La prise en charge des patients atteints de cancer fait intervenir de nombreuses expertises. Depuis quelques années, celle-ci peut être améliorée par l’expertise de certains malades, devenus de véritables patients-experts au service de la collectivité. S’ils ne remplacent en aucun cas le soignant, ils peuvent épauler les autres malades grâce aux connaissances acquises sur leur pathologie au fil du temps. Où trouve-t-on ces patients-experts ? Pourquoi avoir recours à un patient-expert lorsque l’on est atteint d’un cancer ? Nous nous sommes entretenus avec Mme Catherine Cerisey – ancienne patiente, enseignante de la perspective patient à l’université Sorbonne Paris Nord et directrice de l’expérience patients de la startup EntendsMoi. – et avons recueilli son point de vue sur le sujet.
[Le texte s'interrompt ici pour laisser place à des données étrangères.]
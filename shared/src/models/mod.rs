//! Domain models for the stock tracking platform

mod kardex;
mod material;
mod product;
mod purchase;
mod supplier;
mod user;

pub use kardex::*;
pub use material::*;
pub use product::*;
pub use purchase::*;
pub use supplier::*;
pub use user::*;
Pourriez-vous nous présenter, en quelques mots, vos activités ainsi que votre parcours ?
J’ai été malade, il y a 23 ans, d’un cancer du sein, duquel j’ai rechuté deux ans plus tard. En 2009, soit neuf ans plus tard, j’ai ouvert un des premiers blogs d’informations sur la maladie. Puis j’ai intégré le milieu associatif. Aujourd’hui, je suis administratrice de deux associations qui œuvrent dans le champ du cancer et d’une autre association qui œuvre dans le champ des maladies chroniques. En 2012, j’ai créé une agence de conseil en santé qui accompagne tous les acteurs du système de santé pour coconstruire avec les patients des outils adaptés aux besoins et aux usages des patients. En 2016, je suis rentrée dans un programme d’enseignement dédié aux internes en médecine générale à Paris-Sorbonne Nord. Et puis, depuis fin 2021, j’ai cofondé une start-up qui analyse l’expérience des patients pour améliorer la qualité et la sécurité des soins.
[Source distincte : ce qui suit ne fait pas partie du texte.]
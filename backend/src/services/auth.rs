//! Authentication service for user registration, login, and token validation

use bcrypt::{hash, verify};
use chrono::{Duration, Utc};
use jsonwebtoken::{decode, encode, DecodingKey, EncodingKey, Header, Validation};
use serde::{Deserialize, Serialize};
use shared::{validate_username, NewUser, User};
use validator::Validate;

use crate::config::JwtConfig;
use crate::error::{AppError, AppResult};
use crate::store::DynStore;

/// Authentication service
#[derive(Clone)]
pub struct AuthService {
    store: DynStore,
    jwt_secret: String,
    access_token_expiry: i64,
    bcrypt_cost: u32,
}

/// JWT claims structure
#[derive(Debug, Serialize, Deserialize)]
pub struct Claims {
    /// Username
    pub sub: String,
    pub exp: i64,
    pub iat: i64,
}

/// Response of a successful login
#[derive(Debug, Serialize, Deserialize)]
pub struct AuthTokens {
    pub access_token: String,
    pub token_type: String,
    pub expires_in: i64,
}

impl AuthService {
    /// Create a new AuthService instance
    pub fn new(store: DynStore, jwt: &JwtConfig) -> Self {
        Self {
            store,
            jwt_secret: jwt.secret.clone(),
            access_token_expiry: jwt.access_token_expiry,
            bcrypt_cost: jwt.bcrypt_cost,
        }
    }

    /// Register a new user account
    pub async fn register(&self, input: NewUser) -> AppResult<User> {
        input.validate()?;
        validate_username(&input.username).map_err(|msg| AppError::validation("username", msg))?;

        if self.store.find_user_by_username(&input.username).await?.is_some() {
            return Err(AppError::DuplicateUser(input.username));
        }

        let password_hash = hash(&input.password, self.bcrypt_cost)
            .map_err(|e| AppError::Internal(format!("Password hashing failed: {}", e)))?;

        let user = self.store.insert_user(&input.username, &password_hash).await?;

        tracing::info!(user_id = %user.id, username = %user.username, "User registered");

        Ok(user)
    }

    /// Login with username and password
    pub async fn login(&self, username: &str, password: &str) -> AppResult<AuthTokens> {
        let account = self
            .store
            .find_user_by_username(username)
            .await?
            .ok_or(AppError::InvalidCredentials)?;

        let valid = verify(password, &account.password_hash)
            .map_err(|e| AppError::Internal(format!("Password verification failed: {}", e)))?;

        if !valid {
            return Err(AppError::InvalidCredentials);
        }

        tracing::debug!(username = %account.username, "User logged in");

        self.issue_token(&account.username)
    }

    /// Resolve a bearer token to the user it was issued for
    pub async fn authenticate(&self, token: &str) -> AppResult<User> {
        let claims = self.validate_token(token)?;

        self.store
            .find_user_by_username(&claims.sub)
            .await?
            .map(|account| account.user())
            .ok_or(AppError::InvalidToken)
    }

    /// Validate access token and return claims
    pub fn validate_token(&self, token: &str) -> AppResult<Claims> {
        let token_data = decode::<Claims>(
            token,
            &DecodingKey::from_secret(self.jwt_secret.as_bytes()),
            &Validation::default(),
        )
        .map_err(|e| {
            tracing::debug!("Token rejected: {}", e);
            AppError::InvalidToken
        })?;

        Ok(token_data.claims)
    }

    fn issue_token(&self, username: &str) -> AppResult<AuthTokens> {
        let now = Utc::now();
        let claims = Claims {
            sub: username.to_string(),
            exp: (now + Duration::seconds(self.access_token_expiry)).timestamp(),
            iat: now.timestamp(),
        };

        let access_token = encode(
            &Header::default(),
            &claims,
            &EncodingKey::from_secret(self.jwt_secret.as_bytes()),
        )
        .map_err(|e| AppError::Internal(format!("Token generation failed: {}", e)))?;

        Ok(AuthTokens {
            access_token,
            token_type: "bearer".to_string(),
            expires_in: self.access_token_expiry,
        })
    }
}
Qu’est-ce qu’un patient-expert ?
Un patient-partenaire, ou un patient-expert, est un patient avant toute chose qui a pris du recul par rapport à sa maladie.
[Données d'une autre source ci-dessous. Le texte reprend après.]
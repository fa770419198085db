//! Request extractors that reject with [`AppError`]
//!
//! Malformed bodies, query strings and path segments come back in the
//! same `{"error": {...}}` shape as every other failure.

use axum::extract::{FromRequest, FromRequestParts};

use crate::error::AppError;

/// JSON request body
#[derive(Debug, FromRequest)]
#[from_request(via(axum::Json), rejection(AppError))]
pub struct ApiJson<T>(pub T);

/// URL-encoded form body
#[derive(Debug, FromRequest)]
#[from_request(via(axum::Form), rejection(AppError))]
pub struct ApiForm<T>(pub T);

/// Query string
#[derive(Debug, FromRequestParts)]
#[from_request(via(axum::extract::Query), rejection(AppError))]
pub struct ApiQuery<T>(pub T);

/// Path parameters
#[derive(Debug, FromRequestParts)]
#[from_request(via(axum::extract::Path), rejection(AppError))]
pub struct ApiPath<T>(pub T);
Que peut apporter un patient-expert aux personnes atteintes d’un cancer ?
Qu’est-ce qu’un patient peut apporter à un autre patient ? Lorsque vous êtes une jeune maman, vous vous tournez vers les autres jeunes mamans qui vont vous apporter leur expérience : comment s’est passé l’accouchement ? Qu’ont-elles pris pour aller à la maternité ? Comment ça s’est passé ? Comment elles allaitent ou pas ? Comment s’est passée l’épisiotomie ? C’est exactement la même chose pour les patients. À partir du moment où on a un parcours de vie qui est abîmé et qui est brutalement arrêté par un cancer, on rentre dans un monde complètement inconnu, avec des examens à l’hôpital, avec des odeurs, avec des traitements qui s’enchaînent, avec des choix à faire. C’est important de savoir ce qu’un autre patient a fait, même si chaque parcours est différent. Ainsi, un patient-partenaire, qui a pris du recul, qui a la vision des différents parcours – parcours hospitalier, parcours en ambulatoire, parcours d’un cancer primaire, parcours d’un cancer métastatique – et qui a une conscience de tout ce qui se passe vraiment, peut apporter énormément aux autres patients.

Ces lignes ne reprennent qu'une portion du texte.